WHAT THIS TASK INVOLVES: Among the lines below, how many have the string "each" in them? Only the number is wanted.

START PROVIDED RECORDS

//! Categorical bar chart renderer.
//!
//! A single dataset draws one bar per category, each category taking the
//! next color of the palette. Several datasets draw grouped bars, one color
//! per dataset, with a legend.

use bikeshare_common::Result;
use plotters::prelude::*;
use tracing::debug;

use crate::renderer::{draw_no_data, format_axis_value, pick_color, render_to_string};
use crate::{DataSet, GraphConfig, GraphRenderer};

/// Share of each category slot covered by bars
const GROUP_WIDTH: f64 = 0.8;

/// Bar chart renderer for categorical aggregates
#[derive(Debug, Default, Clone, Copy)]
pub struct BarChartRenderer;

impl BarChartRenderer {
    pub fn new() -> Self {
        Self
    }

    /// Category labels, taken from the first dataset carrying labels
    fn category_labels(&self, datasets: &[DataSet]) -> Vec<String> {
        let count = self.category_count(datasets);
        let labeled = datasets
            .iter()
            .find(|d| d.data.iter().any(|p| p.label.is_some()));
        (0..count)
            .map(|i| {
                labeled
                    .and_then(|d| d.data.get(i))
                    .and_then(|p| p.label.clone())
                    .unwrap_or_else(|| i.to_string())
            })
            .collect()
    }

    fn category_count(&self, datasets: &[DataSet]) -> usize {
        datasets.iter().map(|d| d.data.len()).max().unwrap_or(0)
    }

    /// Get max value for y-axis scaling
    fn get_max_value(&self, datasets: &[DataSet]) -> f64 {
        let max = datasets
            .iter()
            .flat_map(|d| &d.data)
            .map(|p| p.y)
            .fold(0.0, f64::max);
        if max > 0.0 {
            max * 1.1 // Add 10% padding
        } else {
            1.0
        }
    }

    /// Horizontal extent of bar `series` out of `series_count` in `category`
    #[allow(clippy::cast_precision_loss)]
    fn bar_span(category: usize, series: usize, series_count: usize) -> (f64, f64) {
        let width = GROUP_WIDTH / series_count.max(1) as f64;
        let left = category as f64 - GROUP_WIDTH / 2.0 + series as f64 * width;
        (left, left + width)
    }
}

impl GraphRenderer for BarChartRenderer {
    fn name(&self) -> &'static str {
        "bar"
    }

    fn render_svg(&self, config: &GraphConfig, datasets: &[DataSet]) -> Result<String> {
        let labels = self.category_labels(datasets);
        let max_value = self.get_max_value(datasets);
        #[allow(clippy::cast_precision_loss)]
        let x_end = labels.len().max(1) as f64 - 0.5;

        let x_formatter = |x: &f64| {
            let index = x.round();
            if (x - index).abs() > 1e-6 || index < 0.0 {
                return String::new();
            }
            #[allow(clippy::cast_possible_truncation, clippy::cast_sign_loss)]
            let index = index as usize;
            labels.get(index).cloned().unwrap_or_default()
        };
        let y_formatter = |y: &f64| format_axis_value(*y);

        let svg = render_to_string(config.width, config.height, |root| {
            root.fill(&self.get_background_color(config))?;

            let style = &config.style;
            let title_font = (style.title_font.family.as_str(), style.title_font.size);
            let mut chart = ChartBuilder::on(root)
                .caption(&config.title, title_font)
                .margin(style.margins.top)
                .x_label_area_size(style.margins.bottom)
                .y_label_area_size(style.margins.left)
                .build_cartesian_2d(-0.5..x_end, 0.0..max_value)?;

            let mut mesh = chart.configure_mesh();
            mesh.disable_x_mesh()
                .x_labels(labels.len().max(1))
                .x_label_formatter(&x_formatter)
                .y_label_formatter(&y_formatter)
                .x_desc(config.x_label.as_deref().unwrap_or(""))
                .y_desc(config.y_label.as_deref().unwrap_or(""))
                .label_style((style.axis_font.family.as_str(), style.axis_font.size));
            if !style.grid.show_y {
                mesh.disable_y_mesh();
            }
            if let Some(color) = style.grid.color.as_deref().map(|c| self.parse_color(c)) {
                mesh.bold_line_style(color.mix(0.3)).light_line_style(color.mix(0.1));
            }
            mesh.draw()?;

            let palette = self.get_colors(&style.color_scheme);
            let series_count = datasets.len();

            for (j, dataset) in datasets.iter().enumerate() {
                let series_color = self.series_color(config, dataset, j);
                let bars = dataset.data.iter().enumerate().map(|(i, point)| {
                    // A lone series colors each category from the palette
                    let color = if series_count == 1 && dataset.color.is_none() {
                        pick_color(&palette, i)
                    } else {
                        series_color
                    };
                    let (left, right) = Self::bar_span(i, j, series_count);
                    Rectangle::new([(left, 0.0), (right, point.y)], color.filled())
                });
                let anno = chart.draw_series(bars)?;
                if series_count > 1 {
                    anno.label(dataset.name.as_str()).legend(move |(x, y)| {
                        Rectangle::new([(x, y - 5), (x + 10, y + 5)], series_color.filled())
                    });
                }
            }

            if series_count > 1 {
                chart
                    .configure_series_labels()
                    .label_font((style.label_font.family.as_str(), style.label_font.size))
                    .background_style(WHITE.mix(0.8))
                    .border_style(BLACK)
                    .draw()?;
            }

            if labels.is_empty() {
                draw_no_data(root, config)?;
            }
            Ok(())
        })?;

        debug!(
            title = %config.title,
            categories = labels.len(),
            series = datasets.len(),
            "Rendered bar chart"
        );
        Ok(svg)
    }
}

#[cfg(test)]
mod tests {
    use super::*;
    use crate::{ColorScheme, DataPoint, GraphType};

    fn categories(values: &[(&str, f64)]) -> DataSet {
        DataSet::new(
            "Rentals",
            values
                .iter()
                .enumerate()
                .map(|(i, (label, y))| DataPoint::labeled(i as f64, *y, *label))
                .collect(),
        )
    }

    #[test]
    fn test_category_labels() {
        let renderer = BarChartRenderer::new();
        let labels = renderer.category_labels(&[categories(&[("Spring", 1.0), ("Summer", 2.0)])]);
        assert_eq!(labels, vec!["Spring", "Summer"]);

        let unlabeled = DataSet::new("s", vec![DataPoint::new(0.0, 1.0)]);
        assert_eq!(renderer.category_labels(&[unlabeled]), vec!["0"]);
        assert!(renderer.category_labels(&[]).is_empty());
    }

    #[test]
    fn test_get_max_value() {
        let renderer = BarChartRenderer::new();
        assert_eq!(renderer.get_max_value(&[]), 1.0);
        let max = renderer.get_max_value(&[categories(&[("a", 10.0), ("b", 20.0)])]);
        assert!((max - 22.0).abs() < 1e-9);
    }

    #[test]
    fn test_bar_spans_are_grouped_within_slot() {
        assert_eq!(BarChartRenderer::bar_span(0, 0, 1), (-0.4, 0.4));
        let (l0, r0) = BarChartRenderer::bar_span(2, 0, 2);
        let (l1, r1) = BarChartRenderer::bar_span(2, 1, 2);
        assert!((l0 - 1.6).abs() < 1e-9);
        assert!((r0 - l1).abs() < 1e-9);
        assert!((r1 - 2.4).abs() < 1e-9);
    }

    #[test]
    fn test_render_single_series_uses_palette() {
        let config = GraphConfig::new(GraphType::Bar, "Rentals by season")
            .with_color_scheme(ColorScheme::Custom(vec!["#ccebc5".into(), "#084081".into()]));
        let svg = BarChartRenderer::new()
            .render_svg(&config, &[categories(&[("Spring", 9426.0), ("Summer", 5107.0)])])
            .unwrap();

        assert!(svg.contains("Rentals by season"));
        assert!(svg.contains("Spring"));
        assert!(svg.contains("#CCEBC5") || svg.contains("#ccebc5"));
        assert!(svg.contains("#084081"));
    }

    #[test]
    fn test_render_grouped_series() {
        let config = GraphConfig::new(GraphType::Bar, "Users by weekday");
        let casual = categories(&[("Sunday", 131.0), ("Monday", 676.0)]);
        let mut registered = categories(&[("Sunday", 670.0), ("Monday", 4402.0)]);
        registered.name = "Registered".into();
        let svg = BarChartRenderer::new()
            .render_svg(&config, &[casual, registered])
            .unwrap();
        assert!(svg.contains("Registered"));
        assert!(svg.contains("Monday"));
    }

    #[test]
    fn test_render_empty_chart() {
        let svg = BarChartRenderer::new()
            .render_svg(&GraphConfig::new(GraphType::Bar, "Empty"), &[])
            .unwrap();
        assert!(svg.contains("No data"));
    }
}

END PROVIDED RECORDS

EXPECTED ANSWER: 3